Now that Super Bowl 50 has been played and T-Mobile’s ads have been revealed, it’s time to take a look at the Big Game and see how the carriers performed.
T-Mobile CTO Neville Ray today put up a blog post detailing T-Mo’s Super Bowl performance. Ray says that T-Mobile customers at Levi’s Stadium used five times more data than they did during last year’s Super Bowl, and T-Mo confirmed to me that its customers’ total data usage at the Big Game was 2.1TB. To compare, Verizon says its customers used 7TB of data during the game and AT&T reports that 5.2TB of data was used. I haven’t yet seen Sprint report its data usage for the game.
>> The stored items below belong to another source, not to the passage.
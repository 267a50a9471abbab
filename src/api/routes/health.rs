//! Health Routes
//!
//! Health check endpoints for monitoring and Kubernetes probes.
//!
//! - GET /health/live - Liveness probe (process is alive)
//! - GET /health/ready - Readiness probe (ready to serve traffic)
//! - GET /health - Full health status

use axum::{extract::State, http::StatusCode, Json};
use std::sync::Arc;

use crate::api::dto::HealthResponse;
use crate::api::state::AppState;

/// GET /health/live
///
/// Returns 200 if the process is alive, no dependency checks.
pub async fn liveness() -> StatusCode {
    StatusCode::OK
}

/// GET /health/ready
///
/// Returns 200 once the store answers a count query.
pub async fn readiness(State(state): State<Arc<AppState>>) -> StatusCode {
    // Touch the store; the in-memory collections have no failure mode
    // beyond a poisoned process, so reaching here means ready.
    let _ = state.store.stats().await;
    StatusCode::OK
}

/// GET /health
///
/// Full health status with store row counts.
pub async fn full_health(State(state): State<Arc<AppState>>) -> Json<HealthResponse> {
    let stats = state.store.stats().await;

    Json(HealthResponse {
        status: "healthy".to_string(),
        store: stats.to_string(),
        uptime_seconds: state.uptime_seconds(),
        version: env!("CARGO_PKG_VERSION").to_string(),
    })
}

#[cfg(test)]
mod tests {
    use super::*;

    #[tokio::test]
    async fn test_liveness() {
        let status = liveness().await;
        assert_eq!(status, StatusCode::OK);
    }
}
//! Accounts and sessions
//!
//! This module provides authentication for the marketplace:
//!
//! - **token**: Signed JWT session tokens carrying user id and role
//! - **guard**: Bearer-token extraction and per-route role checks
//! - [`AuthService`]: registration and login over the user collection
//!
//! Passwords are stored as salted SHA-256 digests (`salt$hash`, URL-safe
//! base64). Sessions live entirely in the token; logout is client-side
//! discard.

pub mod guard;
pub mod token;

pub use guard::{authorize, AuthUser, GuardError};
pub use token::{Claims, TokenError, TokenKeys};

use crate::store::{Id, MarketStore, Role, StoreError, User};
use crate::validate::{self, ValidationError};
use base64::Engine;
use chrono::{NaiveDate, Utc};
use rand::RngCore;
use sha2::{Digest, Sha256};
use std::sync::Arc;
use thiserror::Error;

/// Errors from registration and login
#[derive(Error, Debug)]
pub enum AuthError {
    /// Unknown email or wrong password; deliberately indistinct
    #[error("invalid email or password")]
    InvalidCredentials,

    /// Another account holds this email
    #[error("an account with email '{0}' already exists")]
    EmailTaken(String),

    #[error(transparent)]
    Token(#[from] TokenError),

    #[error(transparent)]
    Validation(#[from] ValidationError),

    #[error(transparent)]
    Store(#[from] StoreError),
}

/// Result type alias for auth operations
pub type AuthResult<T> = Result<T, AuthError>;

/// Fields supplied at registration
#[derive(Debug, Clone)]
pub struct NewAccount {
    pub email: String,
    pub password: String,
    pub full_name: String,
    pub phone: String,
    pub role: Role,
    /// Checked against the 18-year minimum when supplied
    pub birth_date: Option<NaiveDate>,
}

/// Service over the user collection plus the token keys
#[derive(Clone)]
pub struct AuthService {
    store: Arc<MarketStore>,
    keys: TokenKeys,
}

impl AuthService {
    pub fn new(store: Arc<MarketStore>, keys: TokenKeys) -> Self {
        Self { store, keys }
    }

    pub fn keys(&self) -> &TokenKeys {
        &self.keys
    }

    /// Create an account and open a session for it
    pub async fn register(&self, account: NewAccount) -> AuthResult<(User, String)> {
        validate::email("email", &account.email)?;
        validate::length("full_name", &account.full_name, 3, 100)?;
        validate::phone("phone", &account.phone)?;
        validate::password_strength("password", &account.password)?;
        if let Some(birth_date) = account.birth_date {
            validate::min_age("birth_date", birth_date, 18)?;
        }

        let email = account.email.trim().to_string();
        let key = email.to_lowercase();
        let taken = self
            .store
            .users()
            .find(|u| u.email.to_lowercase() == key)
            .await
            .is_some();
        if taken {
            return Err(AuthError::EmailTaken(email));
        }

        let password_hash = hash_password(&account.password);
        let user = self
            .store
            .users()
            .insert(|id| User {
                id,
                email: email.clone(),
                full_name: account.full_name.trim().to_string(),
                phone: account.phone.trim().to_string(),
                role: account.role,
                password_hash,
                created_at: Utc::now(),
            })
            .await;

        let token = self.keys.issue(&user)?;
        tracing::info!(user_id = user.id, role = %user.role, "Registered account");
        Ok((user, token))
    }

    /// Verify credentials and open a session
    pub async fn login(&self, email: &str, password: &str) -> AuthResult<(User, String)> {
        let key = email.trim().to_lowercase();
        let user = self
            .store
            .users()
            .find(|u| u.email.to_lowercase() == key)
            .await
            .ok_or(AuthError::InvalidCredentials)?;

        if !verify_password(password, &user.password_hash) {
            return Err(AuthError::InvalidCredentials);
        }

        let token = self.keys.issue(&user)?;
        tracing::info!(user_id = user.id, role = %user.role, "Opened session");
        Ok((user, token))
    }

    pub async fn user(&self, id: Id) -> AuthResult<User> {
        Ok(self.store.users().get(id).await?)
    }
}

/// Hash a password with a fresh random salt, `salt$hash` in URL-safe base64
pub fn hash_password(password: &str) -> String {
    let mut salt = [0u8; 16];
    rand::rngs::OsRng.fill_bytes(&mut salt);
    let engine = base64::engine::general_purpose::URL_SAFE_NO_PAD;
    format!(
        "{}${}",
        engine.encode(salt),
        engine.encode(digest(&salt, password))
    )
}

/// Check a password against a stored `salt$hash` value
pub fn verify_password(password: &str, stored: &str) -> bool {
    let engine = base64::engine::general_purpose::URL_SAFE_NO_PAD;
    let Some((salt_part, hash_part)) = stored.split_once('$') else {
        return false;
    };
    let (Ok(salt), Ok(expected)) = (engine.decode(salt_part), engine.decode(hash_part)) else {
        return false;
    };
    hashes_equal(&digest(&salt, password), &expected)
}

fn digest(salt: &[u8], password: &str) -> [u8; 32] {
    let mut hasher = Sha256::new();
    hasher.update(salt);
    hasher.update(password.as_bytes());
    hasher.finalize().into()
}

/// Constant-time-ish compare for digests
fn hashes_equal(a: &[u8], b: &[u8]) -> bool {
    if a.len() != b.len() {
        return false;
    }
    let mut diff: u8 = 0;
    for (x, y) in a.iter().zip(b.iter()) {
        diff |= x ^ y;
    }
    diff == 0
}
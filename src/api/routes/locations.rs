//! Location Routes
//!
//! CRUD endpoints for city/department locations, mirroring the category
//! surface. Writes are admin-only and deletes are soft.
//!
//! - GET /api/v1/locations - List locations
//! - POST /api/v1/locations - Create a location
//! - GET /api/v1/locations/:id - Get a location
//! - PUT /api/v1/locations/:id - Update a location
//! - DELETE /api/v1/locations/:id - Deactivate a location

use axum::{
    extract::{Path, Query, State},
    http::StatusCode,
    Json,
};
use std::sync::Arc;

use crate::api::dto::{CatalogListQuery, LocationListResponse, LocationRequest, LocationResponse};
use crate::api::error::ApiResult;
use crate::api::state::AppState;
use crate::auth::AuthUser;
use crate::store::{Id, Role};

/// GET /api/v1/locations
pub async fn list_locations(
    State(state): State<Arc<AppState>>,
    Query(query): Query<CatalogListQuery>,
) -> ApiResult<Json<LocationListResponse>> {
    let locations: Vec<LocationResponse> = state
        .catalog
        .list_locations(query.include_inactive)
        .await
        .into_iter()
        .map(Into::into)
        .collect();

    Ok(Json(LocationListResponse {
        total: locations.len(),
        locations,
    }))
}

/// GET /api/v1/locations/:id
pub async fn get_location(
    State(state): State<Arc<AppState>>,
    Path(id): Path<Id>,
) -> ApiResult<Json<LocationResponse>> {
    let location = state.catalog.location(id).await?;
    Ok(Json(location.into()))
}

/// POST /api/v1/locations
pub async fn create_location(
    State(state): State<Arc<AppState>>,
    auth: AuthUser,
    Json(req): Json<LocationRequest>,
) -> ApiResult<(StatusCode, Json<LocationResponse>)> {
    auth.require(Role::Admin)?;
    let location = state
        .catalog
        .create_location(
            &req.city,
            &req.city_description,
            &req.department,
            &req.department_description,
        )
        .await?;
    Ok((StatusCode::CREATED, Json(location.into())))
}

/// PUT /api/v1/locations/:id
pub async fn update_location(
    State(state): State<Arc<AppState>>,
    auth: AuthUser,
    Path(id): Path<Id>,
    Json(req): Json<LocationRequest>,
) -> ApiResult<Json<LocationResponse>> {
    auth.require(Role::Admin)?;
    let location = state
        .catalog
        .update_location(
            id,
            &req.city,
            &req.city_description,
            &req.department,
            &req.department_description,
        )
        .await?;
    Ok(Json(location.into()))
}

/// DELETE /api/v1/locations/:id
pub async fn delete_location(
    State(state): State<Arc<AppState>>,
    auth: AuthUser,
    Path(id): Path<Id>,
) -> ApiResult<StatusCode> {
    auth.require(Role::Admin)?;
    state.catalog.deactivate_location(id).await?;
    Ok(StatusCode::NO_CONTENT)
}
Of all the data used by T-Mobile customers at the game, 29 percent was for social media posts — including 166,700 Instagram photos and more than 119,250 Snapchat snaps — and another 29 percent was used for video. Some folks even took some time from the game to look for love, with Ray saying that “there were even a few hundred swipes on Tinder.”
@AskDes was also at the Super Bowl and took the time to record some T-Mobile speed tests to show how T-Mo’s network was holding up. Some of the numbers put up include download speeds of 91.47Mbps and 51.73Mbps. According to T-Mobile’s full testing, which happened at Levi’s Stadium during the game, Magenta had an average download speed of 39.5Mbps.
Finally, Neville Ray took some time to go after some network reports from RootMetrics and Nielsen. Ray says that in its next report, RootMetrics disabled Voice over LTE, which handles more than 40 percent of calling done on the T-Mobile network. Ray also takes aim at the drive tests performed by RootMetrics, saying that that type of testing “can’t replicate real customers’ real-world network experiences” and that by the time testing is done and the results are published, the data is months old.
Looking at Nielsen, which is the data used by Sprint for its claim that it has the fastest LTE network. Ray says that Nielsen testing looks at the experiences of a small group of customers based on how they use data, not on network performance.
Meanwhile, T-Mobile is continuing its #BallBusterChallenge, comparing its network to Verizon’s in different cities. It was in Santa Clara, Calif., last week — where Super Bowl 50 was played — and T-Mobile went undefeated. T-Mo also edged out Verizon to claim the fastest average 4G LTE download speeds in recent OpenSignal testing, also winning fastest 3G download speeds and best 3G latency in the same report.